Under the direction of his immediate family, a few trained volunteers and about six part-time hired hands, “about 300 come every summer,” Pifer said.
“We go out each day into the community to serve,” he added.
“The camp is about 100 acres. I lease it.”
Previous to Thumbprint and Haywood County, Pifer did similar mission work “for 10 years in Harlan County, Kentucky,” he said. “… I had been praying and fasting for six weeks that God would give us a new place.”
“He has touched a lot of lives,” Glafenhein said about Pifer.
From rebellion to deathbed
Pifer’s “transition into the ministry,” however, was motivated by God’s healing power after he almost died at age 23.
“I knew He had called me when I was a teenager to be a full-time minister — but I didn’t want to be,” he said. “I kind of rebelled against that.”
A high school soccer star in Columbia, South Carolina, Pifer was the model of health as he played NCAA Division I college soccer.
However, “When I was 23 I ended up in the hospital with this weird virus — nobody knew what it was,” Pifer said.
“I was in there like six or seven days. They called the pastors in and everything. They thought I was going to die; in fact, the doctor told my mother I was going to die,” he added. “They didn’t know how to stop this viral infection that was headed to my brain.
“I remember the doctor coming in, and I was coming in and out of being comatose because they had me so heavily drugged up from the pain, and he said I was going to die. I was on this drug that makes you dream a lot.”
In the hospital about a week, suddenly “everything just went black and still,” said Pifer, who became an ordained minister in 2004. “I thought, ‘maybe that doctor’s right, maybe I died.’
“As you hear when you’re a little boy, you start getting out and looking for the light,” he added. “So that’s what I did in my dream, or vision or whatever it was. … I started running and I got really frightened.
“I stopped, and I remember crying about it in my vision.”
Suddenly, “a voice said, ‘do you want to live?’” Pifer recalled. “I knew it was the Lord, and I said, ‘Lord, yes, I want to live.’”
The voice Pifer said was the Lord’s responded, “’Then feed my sheep as I’ve called you to do.’”
Pifer said he answered the Lord, “’I’m going to do it.’ … He had called me to full-time ministry.

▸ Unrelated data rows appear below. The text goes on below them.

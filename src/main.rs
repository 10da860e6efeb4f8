#![warn(clippy::all, rust_2018_idioms)]
#![cfg_attr(not(debug_assertions), windows_subsystem = "windows")] // hide console window on Windows in release

// When compiling natively:
#[cfg(not(target_arch = "wasm32"))]
fn main() -> eframe::Result<()> {
    env_logger::init(); // Log to stderr (if you run with `RUST_LOG=debug`).

    let native_options = eframe::NativeOptions {
        viewport: egui::ViewportBuilder::default()
            .with_inner_size([520.0, 400.0])
            .with_min_inner_size([460.0, 340.0]),
        ..Default::default()
    };
    eframe::run_native(
        "Sketch On Me",
        native_options,
        Box::new(|cc| Ok(Box::new(eframe_sketch::SketchApp::new(cc)))),
    )
}

// When compiling to web using trunk:
#[cfg(target_arch = "wasm32")]
fn main() {
    use eframe::wasm_bindgen::JsCast as _;

    // Redirect `log` message to `console.log` and friends:
    eframe::WebLogger::init(log::LevelFilter::Debug).ok();

    let web_options = eframe::WebOptions::default();

    wasm_bindgen_futures::spawn_local(async {
        let document = web_sys::window()
            .expect("No window")
            .document()
            .expect("No document");

        let canvas = document
            .get_element_by_id("the_canvas_id")
            .expect("Failed to find the_canvas_id")
            .dyn_into::<web_sys::HtmlCanvasElement>()
            .expect("the_canvas_id was not a HtmlCanvasElement");

        let start_result = eframe::WebRunner::new()
            .start(
                canvas,
                web_options,
                Box::new(|cc| Ok(Box::new(eframe_sketch::SketchApp::new(cc)))),
            )
            .await;

        if let Err(e) = start_result {
            log::error!("Failed to start eframe: {e:?}");
        }
    });
}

“I immediately woke up and my mother was sitting beside me, and I started pulling my IV out. I felt like a million bucks,” he added. “… I said, ‘I’m leaving this hospital today. God has healed me.’
“It was very real to me.”
Things indeed had changed physically — and spiritually.
“… The doctor came in and he checks me all out, and he said, ‘you’ve been healed, that’s all I can say,’” Pifer said. “They ran a bunch of test that day and let me go later that day.”
Transition complete.
Thirty years later, Pifer now balances ministry and real estate sales to fulfill God’s will.